INPUT RECORDS:
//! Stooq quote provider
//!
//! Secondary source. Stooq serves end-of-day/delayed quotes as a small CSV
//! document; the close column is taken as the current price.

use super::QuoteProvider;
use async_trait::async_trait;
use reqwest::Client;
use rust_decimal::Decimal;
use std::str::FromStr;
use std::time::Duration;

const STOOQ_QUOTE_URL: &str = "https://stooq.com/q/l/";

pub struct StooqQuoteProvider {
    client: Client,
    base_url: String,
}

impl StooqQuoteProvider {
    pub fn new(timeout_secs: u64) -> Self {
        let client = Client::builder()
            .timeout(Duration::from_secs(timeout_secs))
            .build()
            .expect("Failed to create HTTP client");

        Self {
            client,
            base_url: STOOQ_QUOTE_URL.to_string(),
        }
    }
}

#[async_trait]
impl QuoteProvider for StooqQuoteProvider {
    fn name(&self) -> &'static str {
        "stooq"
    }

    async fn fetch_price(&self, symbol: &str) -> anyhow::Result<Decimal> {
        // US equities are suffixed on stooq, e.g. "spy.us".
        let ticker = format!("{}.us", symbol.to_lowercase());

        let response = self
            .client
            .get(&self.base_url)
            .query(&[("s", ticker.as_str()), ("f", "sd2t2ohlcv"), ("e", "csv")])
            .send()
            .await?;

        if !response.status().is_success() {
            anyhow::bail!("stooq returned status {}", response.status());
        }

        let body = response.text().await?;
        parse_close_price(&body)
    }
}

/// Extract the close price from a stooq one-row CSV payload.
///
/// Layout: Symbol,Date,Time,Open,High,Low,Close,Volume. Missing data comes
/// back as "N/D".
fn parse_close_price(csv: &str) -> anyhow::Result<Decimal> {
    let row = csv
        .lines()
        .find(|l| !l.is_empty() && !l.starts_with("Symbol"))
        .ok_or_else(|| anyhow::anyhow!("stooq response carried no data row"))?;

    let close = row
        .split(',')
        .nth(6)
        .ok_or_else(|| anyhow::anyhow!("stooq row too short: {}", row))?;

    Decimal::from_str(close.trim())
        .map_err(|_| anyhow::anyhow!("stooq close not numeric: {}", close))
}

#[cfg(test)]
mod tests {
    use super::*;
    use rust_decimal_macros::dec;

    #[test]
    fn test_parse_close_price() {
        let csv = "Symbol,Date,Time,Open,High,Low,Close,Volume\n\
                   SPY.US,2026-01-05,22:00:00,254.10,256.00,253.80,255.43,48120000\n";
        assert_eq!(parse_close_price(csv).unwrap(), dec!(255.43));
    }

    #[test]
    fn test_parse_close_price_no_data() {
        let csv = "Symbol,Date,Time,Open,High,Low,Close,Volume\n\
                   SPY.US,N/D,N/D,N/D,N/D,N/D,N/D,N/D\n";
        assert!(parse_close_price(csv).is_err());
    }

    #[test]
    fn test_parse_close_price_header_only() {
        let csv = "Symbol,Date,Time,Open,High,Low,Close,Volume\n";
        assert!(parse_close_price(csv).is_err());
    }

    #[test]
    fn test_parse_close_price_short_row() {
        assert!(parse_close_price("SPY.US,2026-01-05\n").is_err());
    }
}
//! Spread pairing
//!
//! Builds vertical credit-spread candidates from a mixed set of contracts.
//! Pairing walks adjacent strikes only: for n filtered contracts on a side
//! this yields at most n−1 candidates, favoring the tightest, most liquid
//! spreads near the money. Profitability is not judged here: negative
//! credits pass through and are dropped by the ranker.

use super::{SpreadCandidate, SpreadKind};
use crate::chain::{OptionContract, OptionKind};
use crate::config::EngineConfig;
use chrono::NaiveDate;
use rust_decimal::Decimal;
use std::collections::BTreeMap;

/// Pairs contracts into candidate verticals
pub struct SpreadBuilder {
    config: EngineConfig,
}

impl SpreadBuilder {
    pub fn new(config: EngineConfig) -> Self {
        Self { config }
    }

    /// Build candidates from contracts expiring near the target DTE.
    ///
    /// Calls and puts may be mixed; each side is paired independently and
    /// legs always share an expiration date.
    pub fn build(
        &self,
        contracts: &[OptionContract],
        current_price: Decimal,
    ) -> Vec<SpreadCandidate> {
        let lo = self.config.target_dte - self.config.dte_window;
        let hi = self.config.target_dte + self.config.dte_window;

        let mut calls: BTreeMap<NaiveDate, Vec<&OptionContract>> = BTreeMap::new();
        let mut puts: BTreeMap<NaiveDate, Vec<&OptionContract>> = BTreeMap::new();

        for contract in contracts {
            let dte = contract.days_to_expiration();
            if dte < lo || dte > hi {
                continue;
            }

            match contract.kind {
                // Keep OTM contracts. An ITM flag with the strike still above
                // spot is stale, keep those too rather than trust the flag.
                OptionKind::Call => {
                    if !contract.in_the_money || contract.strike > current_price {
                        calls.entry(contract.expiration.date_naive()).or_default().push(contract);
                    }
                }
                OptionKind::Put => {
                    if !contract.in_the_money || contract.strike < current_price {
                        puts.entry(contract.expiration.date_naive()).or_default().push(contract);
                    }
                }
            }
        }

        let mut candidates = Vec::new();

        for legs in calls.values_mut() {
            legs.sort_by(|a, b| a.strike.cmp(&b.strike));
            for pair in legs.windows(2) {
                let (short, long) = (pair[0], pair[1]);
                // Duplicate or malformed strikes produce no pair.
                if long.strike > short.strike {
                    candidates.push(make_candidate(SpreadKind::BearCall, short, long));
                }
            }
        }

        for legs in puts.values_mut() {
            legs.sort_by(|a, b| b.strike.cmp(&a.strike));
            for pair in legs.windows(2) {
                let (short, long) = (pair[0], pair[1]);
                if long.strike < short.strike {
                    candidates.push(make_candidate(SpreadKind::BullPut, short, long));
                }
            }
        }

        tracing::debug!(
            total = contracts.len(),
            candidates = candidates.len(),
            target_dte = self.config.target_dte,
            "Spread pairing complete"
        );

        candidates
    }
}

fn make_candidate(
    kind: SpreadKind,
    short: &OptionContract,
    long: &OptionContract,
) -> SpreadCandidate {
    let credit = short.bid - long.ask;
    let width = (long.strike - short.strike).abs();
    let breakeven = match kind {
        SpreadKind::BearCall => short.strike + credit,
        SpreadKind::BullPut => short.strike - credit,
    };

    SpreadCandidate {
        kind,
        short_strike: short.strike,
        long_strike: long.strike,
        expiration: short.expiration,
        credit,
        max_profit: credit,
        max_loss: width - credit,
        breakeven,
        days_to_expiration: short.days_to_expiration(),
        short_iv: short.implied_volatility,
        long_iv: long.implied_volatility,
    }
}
* * *
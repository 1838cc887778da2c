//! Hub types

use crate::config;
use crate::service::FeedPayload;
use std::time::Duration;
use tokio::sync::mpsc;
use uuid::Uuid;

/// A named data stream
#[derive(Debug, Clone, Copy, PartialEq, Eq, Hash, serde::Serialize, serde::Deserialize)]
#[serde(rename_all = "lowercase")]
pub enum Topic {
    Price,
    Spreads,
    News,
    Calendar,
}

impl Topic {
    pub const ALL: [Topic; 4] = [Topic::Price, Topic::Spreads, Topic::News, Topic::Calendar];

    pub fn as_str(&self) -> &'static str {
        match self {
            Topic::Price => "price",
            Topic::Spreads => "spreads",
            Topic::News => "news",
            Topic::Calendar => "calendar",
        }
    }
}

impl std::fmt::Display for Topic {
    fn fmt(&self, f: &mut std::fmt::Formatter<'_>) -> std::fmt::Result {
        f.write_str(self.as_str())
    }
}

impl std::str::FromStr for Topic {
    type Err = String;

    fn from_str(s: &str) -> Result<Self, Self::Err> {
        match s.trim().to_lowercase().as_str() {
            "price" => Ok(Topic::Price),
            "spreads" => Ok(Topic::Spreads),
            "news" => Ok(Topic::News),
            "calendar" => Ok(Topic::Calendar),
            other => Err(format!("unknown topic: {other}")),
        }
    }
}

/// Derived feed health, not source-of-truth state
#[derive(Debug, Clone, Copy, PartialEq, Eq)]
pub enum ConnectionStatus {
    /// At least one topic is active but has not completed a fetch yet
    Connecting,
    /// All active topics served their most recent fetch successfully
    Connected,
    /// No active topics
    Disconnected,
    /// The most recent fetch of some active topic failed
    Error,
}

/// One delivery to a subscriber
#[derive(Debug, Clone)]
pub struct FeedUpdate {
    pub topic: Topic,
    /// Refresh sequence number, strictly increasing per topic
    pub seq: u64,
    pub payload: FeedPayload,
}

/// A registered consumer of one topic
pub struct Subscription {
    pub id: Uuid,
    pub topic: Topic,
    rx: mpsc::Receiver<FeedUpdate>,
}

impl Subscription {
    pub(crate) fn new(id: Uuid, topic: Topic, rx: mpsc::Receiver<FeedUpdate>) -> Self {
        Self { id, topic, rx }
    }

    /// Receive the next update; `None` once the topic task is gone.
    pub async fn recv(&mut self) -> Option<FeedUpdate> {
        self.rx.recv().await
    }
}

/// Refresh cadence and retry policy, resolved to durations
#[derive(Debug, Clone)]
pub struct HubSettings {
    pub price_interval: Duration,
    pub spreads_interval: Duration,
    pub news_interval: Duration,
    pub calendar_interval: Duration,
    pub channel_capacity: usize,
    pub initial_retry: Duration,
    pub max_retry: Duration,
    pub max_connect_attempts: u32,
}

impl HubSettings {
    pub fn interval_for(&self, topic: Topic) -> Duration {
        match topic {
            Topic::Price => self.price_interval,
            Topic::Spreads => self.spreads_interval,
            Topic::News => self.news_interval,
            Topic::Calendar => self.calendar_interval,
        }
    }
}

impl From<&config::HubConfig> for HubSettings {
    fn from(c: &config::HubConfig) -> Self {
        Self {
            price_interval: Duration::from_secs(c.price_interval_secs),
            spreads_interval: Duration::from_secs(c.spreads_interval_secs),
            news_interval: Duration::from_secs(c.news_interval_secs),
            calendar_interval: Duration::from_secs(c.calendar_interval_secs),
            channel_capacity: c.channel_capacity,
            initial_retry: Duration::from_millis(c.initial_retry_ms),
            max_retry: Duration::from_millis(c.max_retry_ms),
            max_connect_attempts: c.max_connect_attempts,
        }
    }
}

ASSIGNED TASK: Whichever lines of the data include the word "crate", pull them out.

TASK RESPONSE:
use crate::chain::{OptionContract, OptionKind};
use crate::config::EngineConfig;
use crate::config;
use crate::service::FeedPayload;
    pub(crate) fn new(id: Uuid, topic: Topic, rx: mpsc::Receiver<FeedUpdate>) -> Self {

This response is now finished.